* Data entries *

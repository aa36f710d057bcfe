//! Tree operations: child lookup and creation, reference bookkeeping, dirty
//! propagation, unlink/relink, walk.

use slotmap::{SecondaryMap, SlotMap};

use super::node::{MergeId, NodeData, NodeId, NodeKind, NodeReference};
use crate::update::UpdateScheduler;

/// Empty slice constant for returning when a node has no children.
const EMPTY_CHILDREN: &[NodeId] = &[];

/// Default leading path segment naming the root.
pub const DEFAULT_ROOT_ALIAS: &str = "ui";

/// The merge tree, backed by a slotmap arena.
///
/// All nodes live in a single `SlotMap`. Parent/child relationships are stored
/// in secondary maps so nodes can be unlinked and relinked during dead-node
/// recycling without touching any other node's data. The root exists from
/// construction on and is never removed.
pub struct MergeTree {
    pub(crate) nodes: SlotMap<NodeId, NodeData>,
    children: SecondaryMap<NodeId, Vec<NodeId>>,
    parent: SecondaryMap<NodeId, NodeId>,
    root: NodeId,
    root_alias: Option<String>,
    last_merge_id: u32,
    scheduler: UpdateScheduler,
}

impl MergeTree {
    /// Create a tree holding only the root.
    pub fn new() -> Self {
        let mut nodes = SlotMap::with_key();
        let root = nodes.insert(NodeData::new(Some(DEFAULT_ROOT_ALIAS), NodeKind::Root));
        let mut children = SecondaryMap::new();
        children.insert(root, Vec::new());
        Self {
            nodes,
            children,
            parent: SecondaryMap::new(),
            root,
            root_alias: Some(DEFAULT_ROOT_ALIAS.to_owned()),
            last_merge_id: 0,
            scheduler: UpdateScheduler::new(),
        }
    }

    /// Allocate the next merge id.
    pub fn new_merge_id(&mut self) -> MergeId {
        self.last_merge_id += 1;
        tracing::debug!(merge_id = self.last_merge_id, "allocated merge id");
        MergeId(self.last_merge_id)
    }

    pub fn root(&self) -> NodeId {
        self.root
    }

    /// Leading path segment that may name the root.
    pub fn root_alias(&self) -> Option<&str> {
        self.root_alias.as_deref()
    }

    pub fn set_root_alias(&mut self, alias: Option<String>) {
        self.root_alias = alias;
    }

    pub fn scheduler(&self) -> &UpdateScheduler {
        &self.scheduler
    }

    pub fn scheduler_mut(&mut self) -> &mut UpdateScheduler {
        &mut self.scheduler
    }

    // ── Lookup ───────────────────────────────────────────────────────

    /// Immutable access to a node's data.
    pub fn get(&self, id: NodeId) -> Option<&NodeData> {
        self.nodes.get(id)
    }

    /// Mutable access to a node's data.
    ///
    /// Does not mark anything dirty; use [`mark_dirty`](Self::mark_dirty).
    pub fn get_mut(&mut self, id: NodeId) -> Option<&mut NodeData> {
        self.nodes.get_mut(id)
    }

    /// Get the parent of a node, if it has one.
    pub fn parent(&self, id: NodeId) -> Option<NodeId> {
        self.parent.get(id).copied()
    }

    /// Get the children of a node. Returns an empty slice if the node has no
    /// children or does not exist.
    pub fn children(&self, id: NodeId) -> &[NodeId] {
        self.children
            .get(id)
            .map(Vec::as_slice)
            .unwrap_or(EMPTY_CHILDREN)
    }

    /// Walk from `id` up to the root, collecting ancestor node ids.
    ///
    /// The returned vec does **not** include `id` itself.
    pub fn ancestors(&self, id: NodeId) -> Vec<NodeId> {
        let mut result = Vec::new();
        let mut current = id;
        while let Some(p) = self.parent.get(current).copied() {
            result.push(p);
            current = p;
        }
        result
    }

    /// Number of nodes, root included.
    pub fn len(&self) -> usize {
        self.nodes.len()
    }

    /// Whether the tree holds nothing but its root.
    pub fn is_empty(&self) -> bool {
        self.children(self.root).is_empty()
    }

    pub fn contains(&self, id: NodeId) -> bool {
        self.nodes.contains_key(id)
    }

    /// The named child of `parent`. Anonymous children never match.
    pub fn find_child(&self, parent: NodeId, name: &str) -> Option<NodeId> {
        self.children(parent).iter().copied().find(|&child| {
            self.nodes
                .get(child)
                .and_then(|data| data.name.as_deref())
                .is_some_and(|n| n == name)
        })
    }

    /// A node is dead when neither it nor any descendant is referenced.
    pub fn is_dead(&self, id: NodeId) -> bool {
        match self.nodes.get(id) {
            Some(data) if !data.references.is_empty() => false,
            Some(_) => self.children(id).iter().all(|&child| self.is_dead(child)),
            None => true,
        }
    }

    // ── Structural edits ─────────────────────────────────────────────

    /// Find the child called `name`, creating it when absent and `create` is set.
    ///
    /// A found child of undecided kind takes `kind`; any other mismatch is
    /// logged and the settled kind kept. A found child that is dead is
    /// unlinked and reinserted where a new node would go, keeping its
    /// proxies. New nodes go next to `sibling` when given (before it if
    /// `top`), otherwise at the top or bottom of `parent`.
    pub fn get_or_create_child(
        &mut self,
        parent: NodeId,
        sibling: Option<NodeId>,
        name: Option<&str>,
        kind: NodeKind,
        create: bool,
        top: bool,
    ) -> Option<NodeId> {
        if let Some(child) = name.and_then(|n| self.find_child(parent, n)) {
            if let Some(data) = self.nodes.get_mut(child) {
                if let Err(mismatch) = data.settle_kind(kind) {
                    tracing::warn!(node = data.label(), %mismatch, "node kind mismatch");
                }
            }
            if create && self.is_dead(child) {
                self.unlink(child);
                self.link(parent, sibling, child, top);
                self.mark_dirty(child);
            }
            return Some(child);
        }

        if !create {
            return None;
        }

        let id = self.nodes.insert(NodeData::new(name, kind));
        self.children.insert(id, Vec::new());
        self.link(parent, sibling, id, top);
        self.mark_dirty(id);
        Some(id)
    }

    /// Attach `child` under `parent` relative to `sibling` or at an edge.
    fn link(&mut self, parent: NodeId, sibling: Option<NodeId>, child: NodeId, top: bool) {
        self.parent.insert(child, parent);
        let Some(siblings) = self.children.get_mut(parent) else {
            return;
        };
        let anchor = sibling.and_then(|s| siblings.iter().position(|&c| c == s));
        match (anchor, top) {
            (Some(index), true) => siblings.insert(index, child),
            (Some(index), false) => siblings.insert(index + 1, child),
            (None, true) => siblings.insert(0, child),
            (None, false) => siblings.push(child),
        }
    }

    /// Detach `child` from its parent, leaving its subtree intact.
    fn unlink(&mut self, child: NodeId) {
        if let Some(parent_id) = self.parent.remove(child) {
            if let Some(siblings) = self.children.get_mut(parent_id) {
                siblings.retain(|&c| c != child);
            }
        }
    }

    /// Remove a node and all its descendants.
    ///
    /// Returns the `NodeData` for the removed node, or `None` if it didn't
    /// exist or is the root.
    pub fn remove(&mut self, id: NodeId) -> Option<NodeData> {
        if id == self.root || !self.nodes.contains_key(id) {
            return None;
        }
        self.unlink(id);

        let mut to_remove = vec![id];
        let mut removed = None;
        while let Some(current) = to_remove.pop() {
            if let Some(kids) = self.children.remove(current) {
                to_remove.extend(kids);
            }
            self.parent.remove(current);
            let data = self.nodes.remove(current);
            if current == id {
                removed = data;
            }
        }
        removed
    }

    // ── References ───────────────────────────────────────────────────

    /// Record that `merge_id` contributed `node`, binding it to `action`.
    ///
    /// A repeat by the merge already at the head updates that record in
    /// place instead of stacking a duplicate.
    pub fn push_reference(&mut self, node: NodeId, merge_id: MergeId, action: Option<&str>) {
        let Some(data) = self.nodes.get_mut(node) else {
            return;
        };
        let changed = match data.references.first() {
            Some(head) if head.merge_id == merge_id => {
                if head.action.as_deref() == action {
                    false
                } else {
                    tracing::warn!(
                        node = data.label(),
                        %merge_id,
                        previous = ?head.action,
                        action = ?action,
                        "duplicate action attribution within one merge"
                    );
                    data.references[0].action = action.map(str::to_owned);
                    true
                }
            }
            _ => {
                data.references.insert(
                    0,
                    NodeReference {
                        merge_id,
                        action: action.map(str::to_owned),
                    },
                );
                true
            }
        };
        if changed {
            self.mark_dirty(node);
        }
    }

    /// Drop every reference recorded for `merge_id`, tree-wide.
    ///
    /// Nodes whose head reference went away are marked dirty. Nodes are not
    /// removed here; the next update pass sweeps the dead ones.
    pub fn remove_references(&mut self, merge_id: MergeId) {
        for id in self.walk_post_order(self.root) {
            let Some(data) = self.nodes.get_mut(id) else {
                continue;
            };
            let head = data.head_merge_id();
            data.references.retain(|r| r.merge_id != merge_id);
            if head == Some(merge_id) {
                self.mark_dirty(id);
            }
        }
    }

    // ── Dirty propagation ────────────────────────────────────────────

    /// Mark `id` and all its ancestors dirty and queue an update pass.
    pub fn mark_dirty(&mut self, id: NodeId) {
        let mut current = Some(id);
        while let Some(node) = current {
            match self.nodes.get_mut(node) {
                Some(data) => data.dirty = true,
                None => break,
            }
            current = self.parent.get(node).copied();
        }
        self.scheduler.queue();
    }

    /// Mark every node dirty and queue an update pass.
    pub fn mark_all_dirty(&mut self) {
        for (_, data) in self.nodes.iter_mut() {
            data.dirty = true;
        }
        self.scheduler.queue();
    }

    // ── Traversal ────────────────────────────────────────────────────

    /// Pre-order depth-first traversal starting from `start`.
    pub fn walk_depth_first(&self, start: NodeId) -> Vec<NodeId> {
        let mut result = Vec::new();
        let mut stack = vec![start];
        while let Some(current) = stack.pop() {
            if !self.nodes.contains_key(current) {
                continue;
            }
            result.push(current);
            // Push children in reverse so the first child is visited first.
            for &child in self.children(current).iter().rev() {
                stack.push(child);
            }
        }
        result
    }

    /// Post-order traversal: every node after all of its descendants.
    pub fn walk_post_order(&self, start: NodeId) -> Vec<NodeId> {
        let mut result = self.walk_depth_first_mirrored(start);
        result.reverse();
        result
    }

    /// Pre-order walk visiting the last child first; its reverse is post-order.
    fn walk_depth_first_mirrored(&self, start: NodeId) -> Vec<NodeId> {
        let mut result = Vec::new();
        let mut stack = vec![start];
        while let Some(current) = stack.pop() {
            if !self.nodes.contains_key(current) {
                continue;
            }
            result.push(current);
            stack.extend(self.children(current).iter().copied());
        }
        result
    }
}

impl Default for MergeTree {
    fn default() -> Self {
        Self::new()
    }
}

* What needs to be done *
From the records above, copy out the line with "current = self.parent.get(node).copied();", the line with "impl Default for", and every line between them, word for word.

* Output of the exercise *
            current = self.parent.get(node).copied();
        }
        self.scheduler.queue();
    }

    /// Mark every node dirty and queue an update pass.
    pub fn mark_all_dirty(&mut self) {
        for (_, data) in self.nodes.iter_mut() {
            data.dirty = true;
        }
        self.scheduler.queue();
    }

    // ── Traversal ────────────────────────────────────────────────────

    /// Pre-order depth-first traversal starting from `start`.
    pub fn walk_depth_first(&self, start: NodeId) -> Vec<NodeId> {
        let mut result = Vec::new();
        let mut stack = vec![start];
        while let Some(current) = stack.pop() {
            if !self.nodes.contains_key(current) {
                continue;
            }
            result.push(current);
            // Push children in reverse so the first child is visited first.
            for &child in self.children(current).iter().rev() {
                stack.push(child);
            }
        }
        result
    }

    /// Post-order traversal: every node after all of its descendants.
    pub fn walk_post_order(&self, start: NodeId) -> Vec<NodeId> {
        let mut result = self.walk_depth_first_mirrored(start);
        result.reverse();
        result
    }

    /// Pre-order walk visiting the last child first; its reverse is post-order.
    fn walk_depth_first_mirrored(&self, start: NodeId) -> Vec<NodeId> {
        let mut result = Vec::new();
        let mut stack = vec![start];
        while let Some(current) = stack.pop() {
            if !self.nodes.contains_key(current) {
                continue;
            }
            result.push(current);
            stack.extend(self.children(current).iter().copied());
        }
        result
    }
}

impl Default for MergeTree {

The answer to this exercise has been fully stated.